Ahh...the memories of my days in Tech Support!

*Monday *

8:05am
User called to say they forgot password. Told them to use password retrieval utility called FDISK. Blissfully ignorant, they thank me and hung up. God, we let the people vote and drive, too? 

8:12am
Accounting called to say they couldn't access expense reports database. Gave them Standard Sys Admin Answer #112, "Well, it works for me." Let them rant and rave while I unplugged my coffeemaker from the UPS and plugged their server back in. Suggested they try it again. One more happy customer... 

8:14 am
User from 8:05 call said they received error message "Error accessing Drive 0." Told them it was an OS problem. Transferred them to microsupport. 

11:00 am
Relatively quiet for last few hours. Decide to plug support phone back in so I can call my girlfriend. Says parents are coming into town this weekend. Put her on hold and transferred her to janitorial closet down in basement. What is she thinking?

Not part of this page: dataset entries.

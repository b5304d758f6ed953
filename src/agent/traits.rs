//! Runner interface consumed by the turn orchestrator.

use futures_util::stream::BoxStream;
use std::sync::Arc;

use super::events::{Content, Event};
use crate::sessions::SessionStore;

/// Events of one turn, pulled lazily. Dropping the stream cancels the turn.
pub type EventStream = BoxStream<'static, anyhow::Result<Event>>;

/// Executes turns of a single agent against a session store.
///
/// Implementations must yield at most one event with `is_final == true` per
/// turn; an error ends the stream.
pub trait AgentRunner: Send + Sync {
    /// Application name; first component of every session key.
    fn app_name(&self) -> &str;

    /// The store the runner reads history from. Callers create sessions here
    /// before calling [`AgentRunner::run`].
    fn sessions(&self) -> Arc<dyn SessionStore>;

    /// Submit one user message to an existing session.
    fn run(self: Arc<Self>, user_id: String, session_id: String, message: Content)
        -> EventStream;
}
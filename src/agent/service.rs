//! Turn orchestration: session setup plus event reduction.
//!
//! [`AgentService`] owns the memoized runner. Every turn first makes sure the
//! caller's session exists, then either collects the final reply
//! ([`AgentService::run_agent`]) or forwards text fragments as they arrive
//! ([`AgentService::run_agent_stream`]).

use anyhow::Context;
use futures_util::future::BoxFuture;
use futures_util::stream::BoxStream;
use futures_util::StreamExt;
use std::future::Future;
use std::sync::Arc;
use tokio::sync::OnceCell;

use super::definition::AgentDefinition;
use super::events::Content;
use super::runner::Runner;
use super::traits::AgentRunner;
use crate::config::{Config, DeploymentProfile};
use crate::providers;
use crate::sessions::{self, SessionError, SessionKey};

/// User id used when the caller supplies none.
pub const ANONYMOUS_USER: &str = "anonymous";

type RunnerFactory =
    Box<dyn Fn() -> BoxFuture<'static, anyhow::Result<Arc<dyn AgentRunner>>> + Send + Sync>;

pub struct AgentService {
    runner: OnceCell<Arc<dyn AgentRunner>>,
    factory: RunnerFactory,
}

impl AgentService {
    /// Service whose runner is built by `factory` on first use.
    pub fn new<F, Fut>(factory: F) -> Self
    where
        F: Fn() -> Fut + Send + Sync + 'static,
        Fut: Future<Output = anyhow::Result<Arc<dyn AgentRunner>>> + Send + 'static,
    {
        Self {
            runner: OnceCell::new(),
            factory: Box::new(move || Box::pin(factory())),
        }
    }

    /// Service around an already constructed runner.
    pub fn with_runner(runner: Arc<dyn AgentRunner>) -> Self {
        Self {
            runner: OnceCell::new_with(Some(Arc::clone(&runner))),
            factory: Box::new(move || {
                let runner = Arc::clone(&runner);
                Box::pin(async move { Ok(runner) })
            }),
        }
    }

    /// Production wiring: provider, agent definition and in-memory sessions
    /// for the resolved profile.
    pub fn from_config(config: Arc<Config>, profile: Arc<DeploymentProfile>) -> Self {
        Self::new(move || {
            let config = Arc::clone(&config);
            let profile = Arc::clone(&profile);
            async move {
                let model = profile.model();
                let provider = providers::create_provider(model)
                    .context("failed to create model provider")?;
                let agent = AgentDefinition::build(&profile, &config)
                    .await
                    .context("failed to build agent definition")?;
                let runner = Runner::new(
                    config.app.name.clone(),
                    agent,
                    Arc::from(provider),
                    model.model.clone(),
                    sessions::create_session_store(),
                )
                .with_temperature(config.llm.temperature)
                .with_max_tool_iterations(config.agent.max_tool_iterations);

                tracing::info!(
                    app_name = %config.app.name,
                    provider = model.provider,
                    model = %model.model,
                    "Agent runner initialized"
                );
                Ok(Arc::new(runner) as Arc<dyn AgentRunner>)
            }
        })
    }

    /// The process-wide runner. Concurrent first callers share one
    /// construction; a failed construction is retried on the next call.
    pub async fn runner(&self) -> anyhow::Result<Arc<dyn AgentRunner>> {
        self.runner
            .get_or_try_init(|| (self.factory)())
            .await
            .map(Arc::clone)
    }

    pub fn is_initialized(&self) -> bool {
        self.runner.initialized()
    }

    /// One session per user: `"{user_id}_session"`.
    pub fn session_id_for(user_id: &str) -> String {
        format!("{user_id}_session")
    }

    /// Every caller without a user id shares the `anonymous` session. Only an
    /// absent or empty id counts as missing; other ids are used verbatim.
    fn identity(user_id: Option<&str>) -> (String, String) {
        let uid = user_id
            .filter(|u| !u.is_empty())
            .unwrap_or(ANONYMOUS_USER)
            .to_string();
        let session_id = Self::session_id_for(&uid);
        (uid, session_id)
    }

    async fn ensure_session(
        runner: &dyn AgentRunner,
        user_id: &str,
        session_id: &str,
    ) -> anyhow::Result<()> {
        let store = runner.sessions();
        let key = SessionKey::new(runner.app_name(), user_id, session_id);

        match store.get_or_create(&key).await {
            Ok(lookup) => {
                if lookup.was_created() {
                    tracing::info!(user_id, session_id, "Created session");
                }
                Ok(())
            }
            Err(error) => {
                tracing::warn!(
                    user_id,
                    session_id,
                    error = %error,
                    "Session lookup failed; creating"
                );
                match store.create(&key).await {
                    Ok(_) | Err(SessionError::AlreadyExists(_)) => Ok(()),
                    Err(e) => Err(e.into()),
                }
            }
        }
    }

    /// Run one turn and return the text of the final event. No final event
    /// yields an empty string.
    pub async fn run_agent(&self, message: &str, user_id: Option<&str>) -> anyhow::Result<String> {
        let (uid, session_id) = Self::identity(user_id);
        tracing::info!(
            user_id = %uid,
            session_id = %session_id,
            message_length = message.len(),
            "Running agent"
        );

        let result = async {
            let runner = self.runner().await?;
            Self::ensure_session(runner.as_ref(), &uid, &session_id).await?;

            let mut events = runner.run(uid.clone(), session_id.clone(), Content::user_text(message));
            let mut response = String::new();
            while let Some(event) = events.next().await {
                let event = event?;
                if event.is_final_response() {
                    response.extend(event.text_parts());
                }
            }
            Ok::<_, anyhow::Error>(response)
        }
        .await;

        match &result {
            Ok(response) => tracing::info!(
                user_id = %uid,
                session_id = %session_id,
                response_length = response.len(),
                "Agent response generated"
            ),
            Err(error) => tracing::error!(
                user_id = %uid,
                session_id = %session_id,
                error = %error,
                "Agent turn failed"
            ),
        }
        result
    }

    /// Run one turn lazily, yielding every non-empty text part of every event
    /// in order. An error is the terminal item. Dropping the stream cancels the turn.
    pub fn run_agent_stream(
        self: &Arc<Self>,
        message: impl Into<String>,
        user_id: Option<&str>,
    ) -> BoxStream<'static, anyhow::Result<String>> {
        let service = Arc::clone(self);
        let message = message.into();
        let (uid, session_id) = Self::identity(user_id);

        Box::pin(async_stream::stream! {
            tracing::info!(
                user_id = %uid,
                session_id = %session_id,
                message_length = message.len(),
                "Running agent (streaming)"
            );
            let runner = match service.runner().await {
                Ok(runner) => runner,
                Err(error) => {
                    log_stream_error(&uid, &session_id, &error);
                    yield Err(error);
                    return;
                }
            };
            if let Err(error) = Self::ensure_session(runner.as_ref(), &uid, &session_id).await {
                log_stream_error(&uid, &session_id, &error);
                yield Err(error);
                return;
            }

            let mut events = runner.run(uid.clone(), session_id.clone(), Content::user_text(message));
            while let Some(event) = events.next().await {
                match event {
                    Ok(event) => {
                        for text in event.text_parts().filter(|t| !t.is_empty()) {
                            yield Ok(text.to_string());
                        }
                    }
                    Err(error) => {
                        log_stream_error(&uid, &session_id, &error);
                        yield Err(error);
                        return;
                    }
                }
            }
            tracing::info!(user_id = %uid, session_id = %session_id, "Agent streaming completed");
        })
    }
}

fn log_stream_error(user_id: &str, session_id: &str, error: &anyhow::Error) {
    tracing::error!(user_id, session_id, error = %error, "Agent stream failed");
}
/// Application identity (`[app]` section).
#[derive(Debug, Clone, Serialize, Deserialize)]
pub struct AppConfig {
    /// Environment flag. Default: `development`.
    #[serde(default)]
    pub env: AppEnv,
    /// Application name; also the session namespace. Default: `"MCP Hub Agent"`.
    #[serde(default = "default_app_name")]
    pub name: String,
    /// Reported version. Default: the crate version.
    #[serde(default = "default_app_version")]
    pub version: String,
    /// Verbose diagnostics. Default: `true`.
    #[serde(default = "default_true")]
    pub debug: bool,
}

fn default_app_name() -> String {
    "MCP Hub Agent".into()
}

fn default_app_version() -> String {
    env!("CARGO_PKG_VERSION").into()
}

fn default_true() -> bool {
    true
}

impl Default for AppConfig {
    fn default() -> Self {
        Self {
            env: AppEnv::default(),
            name: default_app_name(),
            version: default_app_version(),
            debug: true,
        }
    }
}

// ── Gateway ───────────────────────────────────────────────────────

/// HTTP server configuration (`[gateway]` section).
#[derive(Debug, Clone, Serialize, Deserialize)]
pub struct GatewayConfig {
    /// Bind host (default: 0.0.0.0)
    #[serde(default = "default_gateway_host")]
    pub host: String,
    /// Bind port (default: 8000)
    #[serde(default = "default_gateway_port")]
    pub port: u16,
    /// Allowed CORS origins.
    #[serde(default = "default_cors_origins")]
    pub cors_origins: Vec<String>,
    /// Enforce a per-user request budget on chat endpoints (default: true)
    #[serde(default = "default_true")]
    pub rate_limit_enabled: bool,
    /// Max chat requests per minute per user key (default: 60)
    #[serde(default = "default_rate_limit_per_minute")]
    pub rate_limit_per_minute: u32,
    /// Max request body size in bytes (default: 64 KiB)
    #[serde(default = "default_body_limit_bytes")]
    pub body_limit_bytes: usize,
}

fn default_gateway_host() -> String {
    "0.0.0.0".into()
}

fn default_gateway_port() -> u16 {
    8000
}

fn default_cors_origins() -> Vec<String> {
    vec![
        "http://localhost:3000".into(),
        "http://localhost:5173".into(),
    ]
}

The "Myst" and "Doom" nationals are this weekend! 

11:34 am
Another user calls (do they ever learn?). Says they want ACL changed on HR performance review database so that nobody but HR can access database. Tell them no problem. Hang up. Change ACL. Add @MailSend so performance reviews are sent to */US. 

12:00 pm
Lunch 

3:30 pm
Return from lunch. 

3:55 pm
Wake up from nap. Bad dream makes me cranky. Bounce servers for no reason. Return to napping. 

4:23 pm
Yet another user calls. Wants to know how to change fonts on form. Ask them what chip set they're using. Tell them to call back when they find out. 

4:55 pm
Decide to run "Create Save/Replication Conflicts" macro so next shift has something to do. 

*Tuesday *

8:30 am
Finish reading support log from last night. Sounded busy. Terrible time with Save/Replication conflicts. 

9:00 am
Support manager arrives. Wants to discuss my attitude. Click on PhoneNotes SmartIcon. "Love to, but kinda busy. Put something in the calendar database!" I yell as I grab for the support lines, which have (mysteriously) lit up. Walks away grumbling. 

9:35 pm
Team leader from R&D needs ID for new employee. Tell them they need form J-19R=9C9\\DARR\K1. Say they never heard of such a form. Tell them it's in the SPECIAL FORMS database. Say they never heard of such a database. Transfer them to janitorial closet in basement. 

10:00 am
Perky sounding intern from R&D calls and says she needs new ID. Tell her I need employee number, department name, manager name, and marital status. Run @DbLookup against state parole board database, Centers for Disease Control database, and my Oprah Winfrey database. No hits. 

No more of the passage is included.